27.07.2014  Internationales

Über Integrationsprobleme lässt sich nur sachlich streiten

Seit Jahren engagiere ich mich für das „Internationale Parlaments-Stipendium“ des Bundestags: Dafür wähle ich auch junge Stipendiatinnen und Stipendiaten aus arabischen und Maghreb-Staaten aus. Ich erlebe dabei, wie erstrebenswert für diese junge Generation unsere Demokratie und Verfassung mit all ihren rechtsstaatlichen Freiheitswerten sind. Auch deswegen regen mich BAMS-Kommentare wie der von Nicolaus Fest so auf.

Über Integrationsprobleme lässt sich sachlich streiten, dabei verbietet sich jede plumpe Verallgemeinerung. Der BAMS-Kommentar enthält eine Reihe an Parolen „gruppenbezogener Menschenfeindlichkeit“. Was der Autor zu Papier bringt, ist pure Islamophobie – also nichts anderes als eine Form des Rassismus. Wer Muslimen pauschal eine höhere Kriminalität, Zwangsheirat, „Ehrenmorde“, Frauen- und Homosexuellen-„Verachtung“ zuschreibt, argumentiert rassistisch. Die Hetze des Kommentators schürt Vorurteile und Ressentiments gegen den Islam und die Muslime. Eine Religion in dieser Weise pauschal abzulehnen, grenzt deren Angehörigen aus, die in ihrer übergroßen Mehrheit friedlich zusammenleben.

Weder der Buddhismus, das Christen- oder Judentum noch der Islam sind ein Integrationshemmnis. Religiöser Fanatismus und radikaler Islamismus sind hochproblematisch und müssen zurückgedrängt werden. Sie mit „dem Islam“ gleichzusetzen ist journalistisch fahrlässig und grob verunglimpfend.

Der BAMS-Kommentar ist umso beschämender, nachdem BILD zwei Tage zuvor mit Zitaten öffentlicher Personen gegen Antisemitismus titelte. Denn Hetze gegen Juden lässt sich nicht mit Hetze gegen Muslime bekämpfen. Die derzeitige dringend notwendige Antisemitismus-Debatte darf nicht dazu missbraucht werden, Stimmung gegen „die Muslime“ zu machen. Es ist und bleibt perfide, die eine Minderheit gegen die andere auszuspielen. Auf diese Weise schürt man nur weiter die Spirale aus feindseligen Mentalitäten und Hass gegenüber Minderheiten.

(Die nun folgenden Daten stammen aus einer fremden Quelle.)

//! Scanner module - the concurrent scan engine.
//!
//! A [`ScanSession`] describes one scan: target, port range, protocols,
//! concurrency limit and per-probe timeout. The [`ScanScheduler`] expands it
//! into work items, runs probes on tokio tasks under a semaphore, looks up
//! service names for open ports and streams [`ProbeResult`]s back to the
//! caller over a channel.

pub mod rate_limiter;
pub mod tcp;
pub mod traits;
pub mod udp;

use crate::error::{ConfigError, ConfigResult, ScanResult, SinkResult};
use crate::services::ServiceCatalog;
use crate::sink::ResultSink;
use crate::types::{PortRange, Protocol, ProtocolSelection, ScanTarget};
use async_trait::async_trait;
use futures::stream::{Stream, StreamExt};
use indicatif::ProgressBar;
use serde::Serialize;
use std::fmt;
use std::net::SocketAddr;
use std::pin::Pin;
use std::sync::atomic::{AtomicUsize, Ordering};
use std::sync::Arc;
use std::task::{Context, Poll};
use std::time::{Duration, Instant};
use tokio::runtime::{Handle, RuntimeFlavor};
use tokio::sync::{mpsc, Semaphore};
use tokio::task::{self, JoinHandle, JoinSet};
use tokio_util::sync::CancellationToken;
use tracing::{debug, info, trace, warn};

pub use rate_limiter::RateLimiter;
pub use traits::{ProbeOutcome, ProbeResult, Prober, WorkItem};

/// Default number of probes in flight at once.
pub const DEFAULT_CONCURRENCY: usize = 256;

/// Default per-probe timeout.
pub const DEFAULT_TIMEOUT: Duration = Duration::from_millis(1500);

/// Prober backed by real TCP and UDP sockets.
#[derive(Debug, Clone, Copy, Default)]
pub struct SocketProber;

#[async_trait]
impl Prober for SocketProber {
    async fn probe(&self, protocol: Protocol, addr: SocketAddr, timeout: Duration) -> ProbeOutcome {
        match protocol {
            Protocol::Tcp => tcp::probe(addr, timeout).await,
            Protocol::Udp => udp::probe(addr, timeout).await,
        }
    }
}

/// Parameters of one scan.
///
/// A session is consumed by [`ScanScheduler::scan`]; scanning again needs a
/// new session.
#[derive(Debug, Clone)]
pub struct ScanSession {
    target: ScanTarget,
    ports: PortRange,
    protocols: Vec<Protocol>,
    concurrency: usize,
    timeout: Duration,
}

impl ScanSession {
    /// Create a session scanning both protocols with default limits.
    pub fn new(target: ScanTarget, ports: PortRange) -> Self {
        Self {
            target,
            ports,
            protocols: ProtocolSelection::Both.protocols().to_vec(),
            concurrency: DEFAULT_CONCURRENCY,
            timeout: DEFAULT_TIMEOUT,
        }
    }

    /// Scan the protocols of a selection.
    pub fn with_protocols(self, selection: ProtocolSelection) -> Self {
        self.with_protocol_list(selection.protocols().iter().copied())
    }

    /// Scan an explicit protocol list. Duplicates are dropped, order is kept.
    pub fn with_protocol_list(mut self, protocols: impl IntoIterator<Item = Protocol>) -> Self {
        self.protocols.clear();
        for protocol in protocols {
            if !self.protocols.contains(&protocol) {
                self.protocols.push(protocol);
            }
        }
        self
    }

    /// Set the maximum number of probes in flight.
    pub fn with_concurrency(mut self, concurrency: usize) -> Self {
        self.concurrency = concurrency;
        self
    }

    /// Set the per-probe timeout.
    pub fn with_timeout(mut self, timeout: Duration) -> Self {
        self.timeout = timeout;
        self
    }

    pub fn target(&self) -> &ScanTarget {
        &self.target
    }

    pub fn ports(&self) -> PortRange {
        self.ports
    }

    pub fn protocols(&self) -> &[Protocol] {
        &self.protocols
    }

    pub fn concurrency(&self) -> usize {
        self.concurrency
    }

    pub fn timeout(&self) -> Duration {
        self.timeout
    }

    /// Reject sessions that cannot run.
    pub fn validate(&self) -> ConfigResult<()> {
        if self.concurrency == 0 {
            return Err(ConfigError::ZeroConcurrency);
        }
        if self.timeout.is_zero() {
            return Err(ConfigError::ZeroTimeout);
        }
        if self.protocols.is_empty() {
            return Err(ConfigError::NoProtocols);
        }
        Ok(())
    }

    /// Number of work items: protocols times ports.
    pub fn work_len(&self) -> usize {
        self.protocols.len() * self.ports.len()
    }

    /// Work items in protocol-major, port-ascending order.
    pub fn work_items(&self) -> impl Iterator<Item = WorkItem> + '_ {
        let host = self.target.ip;
        let ports = self.ports;
        self.protocols.iter().flat_map(move |&protocol| {
            ports
                .iter()
                .map(move |port| WorkItem::new(protocol, host, port))
        })
    }
}

/// How a scan ended.
#[derive(Debug, Clone, Copy, PartialEq, Eq, Serialize)]
#[serde(rename_all = "lowercase")]
pub enum ScanStatus {
    /// Every work item was probed.
    Completed,
    /// Cancellation stopped dispatch before every item was probed.
    Cancelled,
}

impl fmt::Display for ScanStatus {
    fn fmt(&self, f: &mut fmt::Formatter<'_>) -> fmt::Result {
        match self {
            Self::Completed => write!(f, "completed"),
            Self::Cancelled => write!(f, "cancelled"),
        }
    }
}

/// Statistics of a finished scan.
#[derive(Debug, Clone, Serialize)]
pub struct ScanSummary {
    pub target: String,
    pub ip_address: String,
    /// Work items in the session.
    pub total: usize,
    /// Probes actually started.
    pub attempted: usize,
    pub open: usize,
    /// Results the sink failed to record.
    pub sink_failures: usize,
    pub duration_ms: u64,
    pub status: ScanStatus,
}

impl ScanSummary {
    pub fn is_complete(&self) -> bool {
        self.status == ScanStatus::Completed
    }
}

/// Results of a running scan.
///
/// Yields each emitted [`ProbeResult`] as its probe finishes, in no
/// particular order, and ends once every dispatched probe has completed.
/// Dropping the stream before it ends aborts the scan, in-flight probes
/// included.
pub struct ScanStream {
    results: mpsc::UnboundedReceiver<ProbeResult>,
    dispatcher: JoinHandle<ScanSummary>,
}

impl ScanStream {
    /// Wait for the scan to finish and return its summary.
    ///
    /// Results not yet taken from the stream are discarded.
    pub async fn finish(mut self) -> ScanResult<ScanSummary> {
        self.results.close();
        while self.results.recv().await.is_some() {}
        Ok((&mut self.dispatcher).await?)
    }
}

impl Drop for ScanStream {
    fn drop(&mut self) {
        self.dispatcher.abort();
    }
}

impl Stream for ScanStream {
    type Item = ProbeResult;

    fn poll_next(mut self: Pin<&mut Self>, cx: &mut Context<'_>) -> Poll<Option<Self::Item>> {
        self.results.poll_recv(cx)
    }
}

/// Fans a session out over a bounded pool of probe tasks.
pub struct ScanScheduler<P> {
    prober: Arc<P>,
    catalog: Arc<ServiceCatalog>,
    rate_limiter: Option<RateLimiter>,
    emit_closed: bool,
    progress: Option<ProgressBar>,
}

impl<P: Prober + 'static> ScanScheduler<P> {
    /// Create a scheduler using `prober` for every work item.
    pub fn new(prober: Arc<P>, catalog: Arc<ServiceCatalog>) -> Self {
        Self {
            prober,
            catalog,
            rate_limiter: None,
            emit_closed: false,
            progress: None,
        }
    }

    /// Limit probe starts per second (0 = unlimited).
    pub fn with_rate_limit(mut self, rate: u32) -> Self {
        self.rate_limiter = RateLimiter::new(rate);
        self
    }

    /// Also emit results for closed ports.
    pub fn with_closed(mut self, emit_closed: bool) -> Self {
        self.emit_closed = emit_closed;
        self
    }

    /// Advance `progress` once per finished probe.
    pub fn with_progress(mut self, progress: ProgressBar) -> Self {
        self.progress = Some(progress);
        self
    }

    /// Start a scan and return its result stream.
    ///
    /// Must be called from within a tokio runtime. Once `cancel` fires no
    /// further work item is dispatched; probes already running finish within
    /// their timeout.
    pub fn scan(&self, session: ScanSession, cancel: CancellationToken) -> ScanResult<ScanStream> {
        session.validate()?;

        let (tx, results) = mpsc::unbounded_channel();
        let dispatcher = tokio::spawn(dispatch(
            DispatchContext {
                prober: Arc::clone(&self.prober),
                catalog: Arc::clone(&self.catalog),
                rate_limiter: self.rate_limiter.clone(),
                emit_closed: self.emit_closed,
                progress: self.progress.clone(),
            },
            session,
            cancel,
            tx,
        ));

        Ok(ScanStream {
            results,
            dispatcher,
        })
    }

    /// Run a scan to completion, handing every result to `sink`.
    ///
    /// Sink failures are logged and counted but never stop the scan.
    pub async fn run(
        &self,
        session: ScanSession,
        sink: &dyn ResultSink,
        cancel: CancellationToken,
    ) -> ScanResult<ScanSummary> {
        let mut stream = self.scan(session, cancel)?;
        let mut sink_failures = 0;

        while let Some(result) = stream.next().await {
            let port = result.port;
            if let Err(e) = record(sink, result) {
                sink_failures += 1;
                warn!(%port, error = %e, "failed to record result");
            }
        }

        let mut summary = stream.finish().await?;
        summary.sink_failures = sink_failures;
        Ok(summary)
    }
}

/// Hand a result to a sink that may block on file IO.
///
/// On a multi-threaded runtime the worker is handed off while the sink runs.
fn record(sink: &dyn ResultSink, result: ProbeResult) -> SinkResult<()> {
    match Handle::try_current().map(|handle| handle.runtime_flavor()) {
        Ok(RuntimeFlavor::MultiThread) => task::block_in_place(|| sink.on_result(result)),
        _ => sink.on_result(result),
    }
}

/// Everything a probe task needs besides its work item.
struct DispatchContext<P> {
    prober: Arc<P>,
    catalog: Arc<ServiceCatalog>,
    rate_limiter: Option<RateLimiter>,
    emit_closed: bool,
    progress: Option<ProgressBar>,
}

async fn dispatch<P: Prober + 'static>(
    ctx: DispatchContext<P>,
    session: ScanSession,
    cancel: CancellationToken,
    tx: mpsc::UnboundedSender<ProbeResult>,
) -> ScanSummary {
    let start_time = Instant::now();
    let total = session.work_len();
    let timeout = session.timeout();
    let semaphore = Arc::new(Semaphore::new(session.concurrency()));
    let open = Arc::new(AtomicUsize::new(0));
    let mut workers = JoinSet::new();
    let mut dispatched = 0usize;

    info!(
        host = %session.target(),
        ports = %session.ports(),
        total,
        concurrency = session.concurrency(),
        "starting scan"
    );

    for item in session.work_items() {
        // The permit is held by the probe task, so this waits while the pool is full.
        let permit = tokio::select! {
            biased;
            _ = cancel.cancelled() => None,
            permit = Arc::clone(&semaphore).acquire_owned() => permit.ok(),
        };
        let Some(permit) = permit else {
            break;
        };

        if let Some(limiter) = &ctx.rate_limiter {
            tokio::select! {
                biased;
                _ = cancel.cancelled() => break,
                _ = limiter.wait() => {}
            }
        }

        if cancel.is_cancelled() {
            break;
        }

        dispatched += 1;

        let prober = Arc::clone(&ctx.prober);
        let catalog = Arc::clone(&ctx.catalog);
        let progress = ctx.progress.clone();
        let open = Arc::clone(&open);
        let tx = tx.clone();
        let emit_closed = ctx.emit_closed;

        workers.spawn(async move {
            let _permit = permit;

            let outcome = prober.probe(item.protocol, item.addr(), timeout).await;

            if let Some(pb) = &progress {
                pb.inc(1);
            }

            if outcome.is_open() {
                open.fetch_add(1, Ordering::Relaxed);
                debug!(protocol = %item.protocol, port = %item.port, "port open");
            } else if !emit_closed {
                return;
            }

            let service = catalog.lookup(item.protocol, item.port);
            let result = ProbeResult::new(item.protocol, item.port, service, outcome.is_open());
            if tx.send(result).is_err() {
                trace!(port = %item.port, "result receiver dropped");
            }
        });
    }

    // Completion barrier: every dispatched probe finishes before we report.
    while let Some(joined) = workers.join_next().await {
        if let Err(e) = joined {
            warn!(error = %e, "probe task failed");
        }
    }

    let status = if dispatched == total {
        ScanStatus::Completed
    } else {
        info!(dispatched, total, "scan cancelled");
        ScanStatus::Cancelled
    };

    let summary = ScanSummary {
        target: session.target().original.clone(),
        ip_address: session.target().ip.to_string(),
        total,
        attempted: dispatched,
        open: open.load(Ordering::Relaxed),
        sink_failures: 0,
        duration_ms: start_time.elapsed().as_millis() as u64,
        status,
    };

    debug!(
        attempted = summary.attempted,
        open = summary.open,
        duration_ms = summary.duration_ms,
        "scan finished"
    );

    summary
}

Der BAMS-Kommentar reproduziert plumpe Stereotype – wie es auch für andere gesellschaftliche Gruppen inakzeptabel wäre. Unsere Gesellschaft ist in den vergangenen Jahrzehnten schrittweise pluralistischer, internationaler und liberaler geworden. Dennoch sind rassistische, antisemitische, islamophobe und homophobe Stereotype in Teilen aller  Gesellschaftsschichten leider virulent geblieben – das belegen u.a. die Studien über „gruppenbezogene Menschenfeindlichkeit“ der Universität Bielefeld. Wir alle müssen darauf achten und dafür tagtäglich eintreten, dass sie nie wieder salonfähig werden! Diskriminierung darf nicht toleriert, sondern muss entschieden bekämpft werden.

Egal ob Juden, Homosexuelle, Muslime, Schwarze oder Obdachlose: Wer Zielscheibe von Diskriminierung und Ausgrenzung wird, muss sich darauf verlassen können, dass unsere Gesellschaft und unser Staat dies zurückweisen und ihn schützen. Sonst riskieren wir das friedliche und solidarische Zusammenleben, das wir in unserer – längst multikulturellen – Demokratie auf der Basis unseres Grundgesetzes gemeinsam wollen. Es geht darum, gesellschaftliche Vielfalt wertzuschätzen und sie zu verteidigen. Auch, indem wir Journalisten widersprechen, wenn wir von ihrer Hetze nichts halten.